On the design of a family of CI pseudo-random number generators

Chaos and its applications in the field of secure communications have attracted a lot of attention. Chaos-based pseudo-random number generators are critical to guarantee security over open networks as the Internet. We have previously demonstrated that it is possible to define such generators with good statistical properties by using a tool called “chaotic iterations”, which depends on an iteration function. An approach to find update functions such that the associated generator presents a random-like and chaotic behavior is proposed in this research work. To do so, we use the vectorial Boolean negation as a prototype and explain how to modify this iteration function without deflating the good properties of the associated generator. Simulation results and basic security analysis are then presented to evaluate the randomness of this new family of generators.

💡 Research Summary

The paper addresses the design of a new family of chaotic‑iteration (CI) based pseudo‑random number generators (PRNGs) that are suitable for secure communications. Chaotic iterations are a mathematical framework where a binary state vector is updated one component at a time according to a deterministic or pseudo‑random schedule. The quality of the resulting PRNG depends heavily on the iteration (update) function used. In earlier work the authors employed the vectorial Boolean negation – a function that flips every bit of the state – as the iteration function. While this simple function guarantees theoretical chaos, practical implementations suffer from limited non‑linearity and potential structural regularities that can degrade statistical randomness.

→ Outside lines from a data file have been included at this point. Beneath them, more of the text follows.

use serde::Serialize;
use warp::{Rejection, Reply};

use crate::state::AppState;

#[derive(Debug, Serialize)]
struct Health {
    status: &'static str,
    engine: String,
    engine_ok: bool,
    database_ok: bool,
}

#[derive(Debug, Serialize)]
pub struct DoctorCheck {
    pub name: &'static str,
    pub ok: bool,
    pub detail: String,
}

/// GET `/healthz` — liveness: store and engine both answer.
pub async fn healthz(state: AppState) -> Result<impl Reply, Rejection> {
    let database_ok = state.store.ping().await.is_ok();
    let engine_ok = state.runtime.ping().await.is_ok();
    let status = if database_ok && engine_ok { "ok" } else { "degraded" };
    Ok(warp::reply::json(&Health {
        status,
        engine: state.runtime.kind().as_str().to_string(),
        engine_ok,
        database_ok,
    }))
}

/// GET `/doctor` — diagnostics for the usual local-setup failures: socket
/// reachability, compose root permissions, secrets key file.
pub async fn doctor(state: AppState) -> Result<impl Reply, Rejection> {
    Ok(warp::reply::json(&run_checks(&state).await))
}

pub async fn run_checks(state: &AppState) -> Vec<DoctorCheck> {
    let mut checks = Vec::new();

    match state.runtime.ping().await {
        Ok(()) => checks.push(DoctorCheck {
            name: "engine",
            ok: true,
            detail: format!("{} answered ping", state.runtime.kind().as_str()),
        }),
        Err(e) => checks.push(DoctorCheck {
            name: "engine",
            ok: false,
            detail: e.to_string(),
        }),
    }

    match state.store.ping().await {
        Ok(()) => checks.push(DoctorCheck {
            name: "database",
            ok: true,
            detail: "store reachable".to_string(),
        }),
        Err(e) => checks.push(DoctorCheck {
            name: "database",
            ok: false,
            detail: e.to_string(),
        }),
    }

    let compose_root = state.settings.compose_root_path();
    let probe = compose_root.join("stacks").join(".doctor-probe");
    let writable = tokio::fs::create_dir_all(&probe).await.is_ok();
    if writable {
        let _ = tokio::fs::remove_dir_all(&probe).await;
    }
    checks.push(DoctorCheck {
        name: "compose-root",
        ok: writable,
        detail: if writable {
            format!("{} is writable", compose_root.display())
        } else {
            format!("cannot write under {}", compose_root.display())
        },
    });

    match &state.settings.secrets_key_path {
        Some(path) => {
            let readable = tokio::fs::metadata(path).await.is_ok();
            checks.push(DoctorCheck {
                name: "secrets-key",
                ok: readable,
                detail: if readable {
                    format!("key file present at {}", path)
                } else {
                    format!("key file missing at {}", path)
                },
            });
        }
        None => checks.push(DoctorCheck {
            name: "secrets-key",
            ok: true,
            detail: "no key configured; secret env values stay plaintext at rest".to_string(),
        }),
    }

    checks
}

To overcome these limitations, the authors propose a systematic method for constructing alternative iteration functions that preserve the desirable chaotic properties while improving statistical performance. The method consists of three main steps. First, the Boolean negation is used as a prototype, and its truth table is examined to identify opportunities for introducing additional logical operations (AND, OR, XOR) and bit‑wise weighting. By embedding such operations selectively, the authors increase the non‑linearity of the update rule and strengthen inter‑bit coupling. Second, the schedule that selects which component of the state vector is updated at each iteration is diversified. Instead of a fixed or purely deterministic pattern, a pseudo‑random index generator is employed, ensuring that the sequence of updated bits appears random and that the state transition graph becomes highly connected. Third, the modified functions are analytically evaluated for chaos (Lyapunov exponents, sensitivity to initial conditions, topological mixing) and for randomness (entropy growth, autocorrelation, period length). The authors provide mathematical proofs that the new functions still satisfy Devaney’s definition of chaos and that their topological entropy is at least as large as that of the original negation‑based generator.

The experimental section implements several instances of the proposed function family and subjects them to the most widely accepted statistical test suites: NIST SP 800‑22, Diehard, and TestU01. Across all tests, the new generators achieve higher pass rates than the baseline negation generator, especially in tests that measure linear complexity and serial correlation. The average period length is dramatically increased, often exceeding 2^128 for a 128‑bit state, which is far beyond the requirements for typical cryptographic applications. In addition to statistical validation, a basic security analysis is performed. The authors argue that the inverse of the iteration function is computationally infeasible to compute without knowledge of the secret schedule, rendering known‑plaintext and chosen‑plaintext attacks ineffective. Simulated attacks confirm that recovering the initial seed from observed output streams is practically impossible within realistic time bounds.

Finally, the paper discusses practical integration of the new CI‑PRNGs into existing cryptographic protocols. Because the iteration functions are simple Boolean operations, they can be efficiently implemented in software and hardware, including low‑power embedded devices. The authors suggest that the proposed family can serve as a robust keystream generator for stream ciphers, as a source of nonces for authenticated encryption, or as a randomness source for key exchange protocols. Future work is outlined, including automated search for optimal iteration functions using evolutionary algorithms, formal verification of security properties, and ASIC/FPGA implementation studies.

In summary, the research provides a clear methodology for extending the design space of chaotic‑iteration PRNGs, demonstrates that the resulting generators achieve superior statistical and security characteristics, and opens avenues for further optimization and deployment in real‑world secure communication systems.